Starting at the line that holds "#[arg(long)]", copy every line exactly through the end of the data, and no others.

◇ ◇ ◇

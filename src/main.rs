use clap::Parser;
use csvbench::observability::{init_logging, LogFormat};
use csvbench::{BenchConfig, ProcessSampler};
use miette::Result;
use std::path::PathBuf;
use uuid::Uuid;

#[cfg(not(target_env = "msvc"))]
use tikv_jemallocator::Jemalloc;

#[cfg(not(target_env = "msvc"))]
#[global_allocator]
static GLOBAL: Jemalloc = Jemalloc;

#[derive(Parser)]
#[command(name = "csvbench")]
#[command(version)]
#[command(about = "Benchmark reading a CSV file in bulk versus record by record", long_about = None)]
struct Cli {
    /// Delimited file to benchmark
    #[arg(value_name = "INPUT_FILE")]
    input: PathBuf,

    /// Results log to append to (created if absent)
    #[arg(value_name = "RESULTS_FILE")]
    results: PathBuf,

    /// Runtime label for the results log (defaults to "Rust <rustc version>")
    #[arg(long)]
    label: Option<String>,

    /// Increase logging verbosity (Info -> Debug)
    #[arg(short, long)]
    verbose: bool,

    /// Silence all logs
    #[arg(short, long)]
    quiet: bool,

    /// Log format (text or json)
    #[arg(long, value_enum, default_value_t = LogFormat::Text)]
    log_format: LogFormat,
}

fn main() -> Result<()> {
    let cli = Cli::parse();

    init_logging(cli.verbose, cli.quiet, cli.log_format);

    let run_id = Uuid::new_v4();
    let _span = tracing::info_span!("root", run_id = %run_id).entered();

    let config = BenchConfig::new(cli.input, cli.results).with_runtime_label(cli.label);
    csvbench::execute_benchmark(&config, &ProcessSampler::new())?;

    Ok(())
}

◇ ◇ ◇

● OUTPUT BELOW:
    #[arg(long)]
    label: Option<String>,

    /// Increase logging verbosity (Info -> Debug)
    #[arg(short, long)]
    verbose: bool,

    /// Silence all logs
    #[arg(short, long)]
    quiet: bool,

    /// Log format (text or json)
    #[arg(long, value_enum, default_value_t = LogFormat::Text)]
    log_format: LogFormat,
}

fn main() -> Result<()> {
    let cli = Cli::parse();

    init_logging(cli.verbose, cli.quiet, cli.log_format);

    let run_id = Uuid::new_v4();
    let _span = tracing::info_span!("root", run_id = %run_id).entered();

    let config = BenchConfig::new(cli.input, cli.results).with_runtime_label(cli.label);
    csvbench::execute_benchmark(&config, &ProcessSampler::new())?;

    Ok(())
}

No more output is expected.